● **Work instructions**: Pick out all lines of the entries that include the word "const" and copy them.

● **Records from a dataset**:
..........

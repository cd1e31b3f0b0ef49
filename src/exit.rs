use std::fmt;

#[derive(Debug, Clone, Copy, PartialEq, Eq)]
pub enum ExitCode {
    Success,
    InvalidArgs,
    ReportFailed,
    ExternalCommandFailed,
}

impl ExitCode {
    pub const fn as_i32(self) -> i32 {
        match self {
            ExitCode::Success => 0,
            ExitCode::InvalidArgs => 2,
            ExitCode::ReportFailed => 10,
            ExitCode::ExternalCommandFailed => 20,
        }
    }
}

#[derive(Debug)]
pub struct ExitError {
    pub code: ExitCode,
    pub err: anyhow::Error,
}

impl ExitError {
    pub fn new(code: ExitCode, err: anyhow::Error) -> Self {
        Self { code, err }
    }
}

impl fmt::Display for ExitError {
    fn fmt(&self, f: &mut fmt::Formatter<'_>) -> fmt::Result {
        self.err.fmt(f)
    }
}

impl std::error::Error for ExitError {
    fn source(&self) -> Option<&(dyn std::error::Error + 'static)> {
        Some(self.err.as_ref())
    }
}

pub fn exit_code(err: &anyhow::Error) -> i32 {
    if let Some(exit) = err.downcast_ref::<ExitError>() {
        return exit.code.as_i32();
    }
    ExitCode::ReportFailed.as_i32()
}

pub fn invalid_args(message: impl Into<String>) -> anyhow::Error {
    ExitError::new(ExitCode::InvalidArgs, anyhow::anyhow!(message.into())).into()
}

pub fn invalid_args_err(err: anyhow::Error) -> anyhow::Error {
    ExitError::new(ExitCode::InvalidArgs, err).into()
}

pub fn report_failed(message: impl Into<String>) -> anyhow::Error {
    ExitError::new(ExitCode::ReportFailed, anyhow::anyhow!(message.into())).into()
}

pub fn report_failed_err(err: anyhow::Error) -> anyhow::Error {
    ExitError::new(ExitCode::ReportFailed, err).into()
}

pub fn external_cmd(message: impl Into<String>) -> anyhow::Error {
    ExitError::new(
        ExitCode::ExternalCommandFailed,
        anyhow::anyhow!(message.into()),
    )
    .into()
}

#[cfg(test)]
mod tests {
    use super::*;

    #[test]
    fn downcast_recovers_exit_code() {
        let err = invalid_args("bad flag");
        assert_eq!(exit_code(&err), 2);
        let err = report_failed("incompatible snapshots");
        assert_eq!(exit_code(&err), 10);
        let err = external_cmd("pdflatex failed");
        assert_eq!(exit_code(&err), 20);
    }

    #[test]
    fn plain_error_maps_to_report_failed() {
        let err = anyhow::anyhow!("some io error");
        assert_eq!(exit_code(&err), 10);
    }
}
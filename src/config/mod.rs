use std::path::{Path, PathBuf};

use anyhow::{Context, Result};
use serde::{Deserialize, Serialize};

use crate::snapshot::TieBreak;

pub const DEFAULT_PDFLATEX: &str = "/usr/bin/pdflatex";
pub const DEFAULT_ORIENTATION: &str = "landscape";
pub const DEFAULT_FOOTER: &str =
    "This report was automatically generated by \\textbf{patchdelta}";
pub const DEFAULT_MONITORING_URL: &str = "http://localhost/icinga";

#[derive(Debug, Clone, Serialize)]
pub struct EffectiveConfig {
    pub report: ReportConfig,
    pub diff: DiffConfig,
    pub maintenance: MaintenanceConfig,
    #[serde(skip_serializing_if = "Option::is_none")]
    pub config_path: Option<String>,
}

#[derive(Debug, Clone, Serialize)]
pub struct ReportConfig {
    #[serde(skip_serializing_if = "Option::is_none")]
    pub template: Option<PathBuf>,
    #[serde(skip_serializing_if = "Option::is_none")]
    pub logo: Option<PathBuf>,
    pub pdflatex_binary: PathBuf,
    pub page_orientation: String,
    pub footer: String,
}

#[derive(Debug, Clone, Serialize)]
pub struct DiffConfig {
    pub tie_break: TieBreak,
}

#[derive(Debug, Clone, Serialize)]
pub struct MaintenanceConfig {
    pub monitoring_url: String,
    pub comment: String,
    pub hours: u32,
    pub user_agent: String,
    pub no_auth: bool,
}

impl Default for EffectiveConfig {
    fn default() -> Self {
        Self {
            report: ReportConfig {
                template: None,
                logo: None,
                pdflatex_binary: PathBuf::from(DEFAULT_PDFLATEX),
                page_orientation: DEFAULT_ORIENTATION.to_string(),
                footer: DEFAULT_FOOTER.to_string(),
            },
            diff: DiffConfig {
                tie_break: TieBreak::default(),
            },
            maintenance: MaintenanceConfig {
                monitoring_url: DEFAULT_MONITORING_URL.to_string(),
                comment: crate::maintenance::DEFAULT_COMMENT.to_string(),
                hours: 2,
                user_agent: crate::maintenance::DEFAULT_USER_AGENT.to_string(),
                no_auth: false,
            },
            config_path: None,
        }
    }
}

#[derive(Debug, Deserialize)]
struct RawConfig {
    report: Option<RawReportConfig>,
    diff: Option<RawDiffConfig>,
    maintenance: Option<RawMaintenanceConfig>,
}

#[derive(Debug, Deserialize)]
struct RawReportConfig {
    template: Option<PathBuf>,
    logo: Option<PathBuf>,
    pdflatex_binary: Option<PathBuf>,
    page_orientation: Option<String>,
    footer: Option<String>,
}

#[derive(Debug, Deserialize)]
struct RawDiffConfig {
    tie_break: Option<TieBreak>,
}

#[derive(Debug, Deserialize)]
struct RawMaintenanceConfig {
    monitoring_url: Option<String>,
    comment: Option<String>,
    hours: Option<u32>,
    user_agent: Option<String>,
    no_auth: Option<bool>,
}

pub fn default_config_path(home_dir: &Path) -> PathBuf {
    home_dir.join(".config/patchdelta/config.toml")
}

pub fn load(config_path: Option<&Path>, home_dir: &Path) -> Result<EffectiveConfig> {
    let mut cfg = EffectiveConfig::default();

    let path = config_path
        .map(ToOwned::to_owned)
        .unwrap_or_else(|| default_config_path(home_dir));

    if path.exists() {
        let s = std::fs::read_to_string(&path)
            .with_context(|| format!("failed to read config file: {}", path.display()))?;
        let raw: RawConfig = toml::from_str(&s).context("failed to parse config file (TOML)")?;
        apply_raw_config(&mut cfg, raw);
        cfg.config_path = Some(path.display().to_string());
    }

    apply_env_overrides(&mut cfg)?;

    Ok(cfg)
}

fn apply_raw_config(cfg: &mut EffectiveConfig, raw: RawConfig) {
    if let Some(report) = raw.report {
        if let Some(template) = report.template {
            cfg.report.template = Some(template);
        }
        if let Some(logo) = report.logo {
            cfg.report.logo = Some(logo);
        }
        if let Some(pdflatex) = report.pdflatex_binary {
            cfg.report.pdflatex_binary = pdflatex;
        }
        if let Some(orientation) = report.page_orientation {
            cfg.report.page_orientation = orientation;
        }
        if let Some(footer) = report.footer {
            cfg.report.footer = footer;
        }
    }

    if let Some(diff) = raw.diff {
        if let Some(tie_break) = diff.tie_break {
            cfg.diff.tie_break = tie_break;
        }
    }

    if let Some(maintenance) = raw.maintenance {
        if let Some(url) = maintenance.monitoring_url {
            cfg.maintenance.monitoring_url = url;
        }
        if let Some(comment) = maintenance.comment {
            cfg.maintenance.comment = comment;
        }
        if let Some(hours) = maintenance.hours {
            cfg.maintenance.hours = hours;
        }
        if let Some(user_agent) = maintenance.user_agent {
            cfg.maintenance.user_agent = user_agent;
        }
        if let Some(no_auth) = maintenance.no_auth {
            cfg.maintenance.no_auth = no_auth;
        }
    }
}

fn apply_env_overrides(cfg: &mut EffectiveConfig) -> Result<()> {
    if let Ok(v) = std::env::var("PATCHDELTA_REPORT_TEMPLATE") {
        if !v.trim().is_empty() {
            cfg.report.template = Some(PathBuf::from(v.trim()));
        }
    }
    if let Ok(v) = std::env::var("PATCHDELTA_REPORT_LOGO") {
        if !v.trim().is_empty() {
            cfg.report.logo = Some(PathBuf::from(v.trim()));
        }
    }
    if let Ok(v) = std::env::var("PATCHDELTA_REPORT_PDFLATEX") {
        if !v.trim().is_empty() {
            cfg.report.pdflatex_binary = PathBuf::from(v.trim());
        }
    }
    if let Ok(v) = std::env::var("PATCHDELTA_REPORT_ORIENTATION") {
        let v = v.trim();
        if !v.is_empty() {
            cfg.report.page_orientation = v.to_string();
        }
    }
    if let Ok(v) = std::env::var("PATCHDELTA_REPORT_FOOTER") {
        cfg.report.footer = v;
    }
    if let Ok(v) = std::env::var("PATCHDELTA_DIFF_TIE_BREAK") {
        cfg.diff.tie_break = v
            .parse::<TieBreak>()
            .map_err(anyhow::Error::msg)
            .with_context(|| "PATCHDELTA_DIFF_TIE_BREAK")?;
    }
    if let Ok(v) = std::env::var("PATCHDELTA_MAINT_URL") {
        let v = v.trim();
        if !v.is_empty() {
            cfg.maintenance.monitoring_url = v.to_string();
        }
    }
    if let Ok(v) = std::env::var("PATCHDELTA_MAINT_COMMENT") {
        if !v.trim().is_empty() {
            cfg.maintenance.comment = v;
        }
    }
    if let Ok(v) = std::env::var("PATCHDELTA_MAINT_HOURS") {
        cfg.maintenance.hours = v
            .trim()
            .parse::<u32>()
            .with_context(|| "PATCHDELTA_MAINT_HOURS")?;
    }
    if let Ok(v) = std::env::var("PATCHDELTA_MAINT_USER_AGENT") {
        if !v.trim().is_empty() {
            cfg.maintenance.user_agent = v;
        }
    }
    if let Ok(v) = std::env::var("PATCHDELTA_MAINT_NO_AUTH") {
        cfg.maintenance.no_auth = parse_bool(&v).with_context(|| "PATCHDELTA_MAINT_NO_AUTH")?;
    }

    Ok(())
}

fn parse_bool(s: &str) -> Result<bool> {
    let s = s.trim().to_ascii_lowercase();
    match s.as_str() {
        "1" | "true" | "yes" | "on" => Ok(true),
        "0" | "false" | "no" | "off" => Ok(false),
        _ => Err(anyhow::anyhow!(
            "invalid boolean: {s} (expected true|false|1|0|yes|no|on|off)"
        )),
    }
}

..........

● **Response to the exercise**:
    pub const fn as_i32(self) -> i32 {
pub const DEFAULT_PDFLATEX: &str = "/usr/bin/pdflatex";
pub const DEFAULT_ORIENTATION: &str = "landscape";
pub const DEFAULT_FOOTER: &str =
pub const DEFAULT_MONITORING_URL: &str = "http://localhost/icinga";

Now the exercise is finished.